You are asked to filter the data below and copy every line holding "chat".

----

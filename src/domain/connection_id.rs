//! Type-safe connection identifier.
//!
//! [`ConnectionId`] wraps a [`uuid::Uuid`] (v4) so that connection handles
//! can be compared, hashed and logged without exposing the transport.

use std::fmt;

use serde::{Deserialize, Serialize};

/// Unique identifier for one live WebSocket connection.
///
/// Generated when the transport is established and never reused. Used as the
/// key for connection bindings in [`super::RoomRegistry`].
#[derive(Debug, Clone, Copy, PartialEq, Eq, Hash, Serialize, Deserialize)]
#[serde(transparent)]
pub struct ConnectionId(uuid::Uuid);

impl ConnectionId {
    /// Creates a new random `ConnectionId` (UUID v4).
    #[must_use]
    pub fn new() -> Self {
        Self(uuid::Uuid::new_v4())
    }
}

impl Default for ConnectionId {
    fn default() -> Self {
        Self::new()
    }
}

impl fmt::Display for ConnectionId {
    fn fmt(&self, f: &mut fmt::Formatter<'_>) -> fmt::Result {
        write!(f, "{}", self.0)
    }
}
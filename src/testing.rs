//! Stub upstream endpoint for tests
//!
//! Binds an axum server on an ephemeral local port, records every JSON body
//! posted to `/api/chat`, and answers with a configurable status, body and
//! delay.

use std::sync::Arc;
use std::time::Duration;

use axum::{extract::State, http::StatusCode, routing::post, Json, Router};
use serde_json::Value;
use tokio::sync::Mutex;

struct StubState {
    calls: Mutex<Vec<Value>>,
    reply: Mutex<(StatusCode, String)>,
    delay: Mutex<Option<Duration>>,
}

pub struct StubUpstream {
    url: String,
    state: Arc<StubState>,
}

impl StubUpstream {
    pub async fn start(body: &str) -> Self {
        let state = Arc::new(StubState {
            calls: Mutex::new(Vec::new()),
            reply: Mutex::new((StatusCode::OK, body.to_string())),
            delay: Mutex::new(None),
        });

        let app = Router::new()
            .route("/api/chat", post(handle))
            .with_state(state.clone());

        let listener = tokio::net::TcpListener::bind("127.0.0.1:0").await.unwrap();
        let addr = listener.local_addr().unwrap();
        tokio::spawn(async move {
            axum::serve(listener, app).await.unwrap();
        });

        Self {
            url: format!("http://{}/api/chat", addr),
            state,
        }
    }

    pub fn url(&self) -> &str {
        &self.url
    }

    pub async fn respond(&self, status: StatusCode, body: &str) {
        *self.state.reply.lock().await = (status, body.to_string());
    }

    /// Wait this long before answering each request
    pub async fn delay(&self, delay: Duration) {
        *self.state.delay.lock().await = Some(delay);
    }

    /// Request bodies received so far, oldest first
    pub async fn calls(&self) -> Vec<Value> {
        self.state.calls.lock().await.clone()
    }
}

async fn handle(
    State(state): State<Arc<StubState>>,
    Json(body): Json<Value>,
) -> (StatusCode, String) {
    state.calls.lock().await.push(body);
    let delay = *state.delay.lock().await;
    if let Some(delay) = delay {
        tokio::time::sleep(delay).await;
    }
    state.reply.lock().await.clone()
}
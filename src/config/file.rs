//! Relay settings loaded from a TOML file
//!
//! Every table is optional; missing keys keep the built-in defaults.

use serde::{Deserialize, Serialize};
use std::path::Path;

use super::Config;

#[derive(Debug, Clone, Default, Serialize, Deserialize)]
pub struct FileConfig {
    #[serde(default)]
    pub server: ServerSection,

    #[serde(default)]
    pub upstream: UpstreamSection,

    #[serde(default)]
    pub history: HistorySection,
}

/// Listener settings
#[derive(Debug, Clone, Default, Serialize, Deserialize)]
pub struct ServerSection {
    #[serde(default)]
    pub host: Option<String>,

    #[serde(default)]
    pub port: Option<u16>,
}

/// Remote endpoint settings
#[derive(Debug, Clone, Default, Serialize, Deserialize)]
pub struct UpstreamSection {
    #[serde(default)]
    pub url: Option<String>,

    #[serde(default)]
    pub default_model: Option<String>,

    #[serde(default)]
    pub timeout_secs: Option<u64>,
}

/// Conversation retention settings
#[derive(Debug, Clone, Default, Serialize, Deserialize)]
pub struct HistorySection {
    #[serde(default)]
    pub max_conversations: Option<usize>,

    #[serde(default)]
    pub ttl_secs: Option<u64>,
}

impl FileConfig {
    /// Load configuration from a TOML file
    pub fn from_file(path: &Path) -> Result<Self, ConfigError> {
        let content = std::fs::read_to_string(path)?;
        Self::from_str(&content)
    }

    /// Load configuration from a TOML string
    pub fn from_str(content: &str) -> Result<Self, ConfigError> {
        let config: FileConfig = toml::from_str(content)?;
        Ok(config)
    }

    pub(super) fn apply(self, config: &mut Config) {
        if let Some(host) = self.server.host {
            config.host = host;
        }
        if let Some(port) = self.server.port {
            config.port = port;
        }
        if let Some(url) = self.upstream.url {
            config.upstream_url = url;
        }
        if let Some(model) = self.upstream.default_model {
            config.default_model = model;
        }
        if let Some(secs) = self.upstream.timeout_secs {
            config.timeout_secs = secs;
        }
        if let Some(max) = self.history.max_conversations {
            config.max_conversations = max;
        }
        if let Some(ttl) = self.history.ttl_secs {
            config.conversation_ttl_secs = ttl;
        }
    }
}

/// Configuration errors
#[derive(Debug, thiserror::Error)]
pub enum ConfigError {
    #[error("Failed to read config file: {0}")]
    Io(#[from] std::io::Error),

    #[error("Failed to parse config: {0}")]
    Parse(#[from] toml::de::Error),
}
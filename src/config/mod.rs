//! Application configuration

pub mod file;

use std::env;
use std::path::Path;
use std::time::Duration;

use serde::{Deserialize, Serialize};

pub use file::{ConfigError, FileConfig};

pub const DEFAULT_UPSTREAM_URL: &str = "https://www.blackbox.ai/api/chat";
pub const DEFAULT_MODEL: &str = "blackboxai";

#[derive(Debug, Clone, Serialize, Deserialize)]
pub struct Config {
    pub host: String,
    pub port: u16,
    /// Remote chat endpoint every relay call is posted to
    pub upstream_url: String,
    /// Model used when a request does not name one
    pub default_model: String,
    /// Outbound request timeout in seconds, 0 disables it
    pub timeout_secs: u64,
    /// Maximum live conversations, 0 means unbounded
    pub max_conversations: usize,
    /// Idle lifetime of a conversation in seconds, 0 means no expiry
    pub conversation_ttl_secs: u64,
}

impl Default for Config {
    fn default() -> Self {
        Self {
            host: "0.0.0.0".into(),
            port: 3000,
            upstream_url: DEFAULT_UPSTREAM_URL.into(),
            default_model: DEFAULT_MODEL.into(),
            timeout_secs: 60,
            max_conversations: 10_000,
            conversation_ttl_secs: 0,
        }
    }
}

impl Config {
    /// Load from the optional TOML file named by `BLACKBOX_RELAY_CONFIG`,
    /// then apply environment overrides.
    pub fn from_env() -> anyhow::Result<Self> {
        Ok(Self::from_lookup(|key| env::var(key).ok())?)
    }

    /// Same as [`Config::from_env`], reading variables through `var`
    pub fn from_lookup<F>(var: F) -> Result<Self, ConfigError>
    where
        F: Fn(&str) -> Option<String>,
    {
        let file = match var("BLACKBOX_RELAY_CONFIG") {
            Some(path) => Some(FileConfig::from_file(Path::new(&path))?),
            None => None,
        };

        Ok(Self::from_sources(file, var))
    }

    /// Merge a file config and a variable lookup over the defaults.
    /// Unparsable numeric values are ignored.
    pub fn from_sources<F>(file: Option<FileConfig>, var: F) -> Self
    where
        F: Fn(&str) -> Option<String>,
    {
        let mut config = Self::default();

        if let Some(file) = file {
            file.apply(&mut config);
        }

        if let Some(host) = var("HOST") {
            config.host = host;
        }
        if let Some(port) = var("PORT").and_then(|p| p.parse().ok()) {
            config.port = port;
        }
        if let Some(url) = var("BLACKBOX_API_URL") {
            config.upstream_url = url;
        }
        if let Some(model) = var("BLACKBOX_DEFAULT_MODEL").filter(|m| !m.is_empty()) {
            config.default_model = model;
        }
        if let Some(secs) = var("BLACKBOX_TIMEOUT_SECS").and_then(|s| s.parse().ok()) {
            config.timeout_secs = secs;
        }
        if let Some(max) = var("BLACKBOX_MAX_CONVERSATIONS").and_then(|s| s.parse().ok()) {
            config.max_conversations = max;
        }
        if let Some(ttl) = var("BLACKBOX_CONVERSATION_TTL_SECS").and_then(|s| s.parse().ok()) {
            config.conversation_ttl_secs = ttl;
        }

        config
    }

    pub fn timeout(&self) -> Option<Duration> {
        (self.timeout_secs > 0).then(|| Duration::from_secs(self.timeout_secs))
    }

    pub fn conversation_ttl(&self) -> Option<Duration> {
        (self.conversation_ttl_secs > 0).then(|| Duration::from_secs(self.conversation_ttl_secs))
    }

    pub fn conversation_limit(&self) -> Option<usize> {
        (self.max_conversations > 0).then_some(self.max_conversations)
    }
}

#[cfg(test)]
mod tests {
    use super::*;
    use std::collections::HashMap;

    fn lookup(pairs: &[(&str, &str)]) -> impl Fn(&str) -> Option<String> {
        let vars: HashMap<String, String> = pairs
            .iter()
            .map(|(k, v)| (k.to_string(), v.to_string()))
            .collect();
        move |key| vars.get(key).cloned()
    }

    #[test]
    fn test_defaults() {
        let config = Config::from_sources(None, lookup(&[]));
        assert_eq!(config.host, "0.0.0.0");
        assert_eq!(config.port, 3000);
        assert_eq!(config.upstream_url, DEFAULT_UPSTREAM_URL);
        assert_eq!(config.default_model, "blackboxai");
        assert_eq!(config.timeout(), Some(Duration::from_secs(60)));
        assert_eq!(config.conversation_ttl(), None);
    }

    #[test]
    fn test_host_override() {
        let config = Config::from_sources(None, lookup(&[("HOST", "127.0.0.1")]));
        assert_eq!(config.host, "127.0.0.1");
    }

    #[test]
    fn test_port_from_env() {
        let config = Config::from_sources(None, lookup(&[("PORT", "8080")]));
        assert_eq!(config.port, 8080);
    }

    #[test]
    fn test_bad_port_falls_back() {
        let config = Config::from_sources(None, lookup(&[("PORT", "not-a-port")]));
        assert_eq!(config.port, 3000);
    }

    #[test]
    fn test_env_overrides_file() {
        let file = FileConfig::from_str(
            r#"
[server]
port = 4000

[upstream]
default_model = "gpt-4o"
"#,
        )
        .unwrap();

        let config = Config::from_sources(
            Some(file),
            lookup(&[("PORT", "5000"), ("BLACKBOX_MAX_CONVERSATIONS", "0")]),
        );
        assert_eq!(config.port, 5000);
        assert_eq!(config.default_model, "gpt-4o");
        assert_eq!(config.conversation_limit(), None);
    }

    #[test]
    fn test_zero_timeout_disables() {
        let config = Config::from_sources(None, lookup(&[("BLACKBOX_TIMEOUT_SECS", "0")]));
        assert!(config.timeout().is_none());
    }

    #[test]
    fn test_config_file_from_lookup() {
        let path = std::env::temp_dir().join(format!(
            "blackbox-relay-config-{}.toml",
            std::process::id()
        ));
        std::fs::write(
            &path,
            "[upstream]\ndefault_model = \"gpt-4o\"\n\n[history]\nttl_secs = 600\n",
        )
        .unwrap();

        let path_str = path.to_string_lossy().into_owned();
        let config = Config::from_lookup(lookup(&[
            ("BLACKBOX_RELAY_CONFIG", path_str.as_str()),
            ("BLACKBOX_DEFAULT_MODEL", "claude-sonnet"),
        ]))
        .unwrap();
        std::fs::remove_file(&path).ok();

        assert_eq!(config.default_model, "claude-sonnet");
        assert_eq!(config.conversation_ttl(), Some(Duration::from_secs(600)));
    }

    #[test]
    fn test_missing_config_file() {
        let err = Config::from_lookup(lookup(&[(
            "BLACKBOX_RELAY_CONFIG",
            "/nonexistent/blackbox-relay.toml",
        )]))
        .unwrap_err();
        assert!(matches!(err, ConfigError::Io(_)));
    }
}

----

> **Solution for this exercise**
//! posted to `/api/chat`, and answers with a configurable status, body and
            .route("/api/chat", post(handle))
            url: format!("http://{}/api/chat", addr),
pub const DEFAULT_UPSTREAM_URL: &str = "https://www.blackbox.ai/api/chat";
    /// Remote chat endpoint every relay call is posted to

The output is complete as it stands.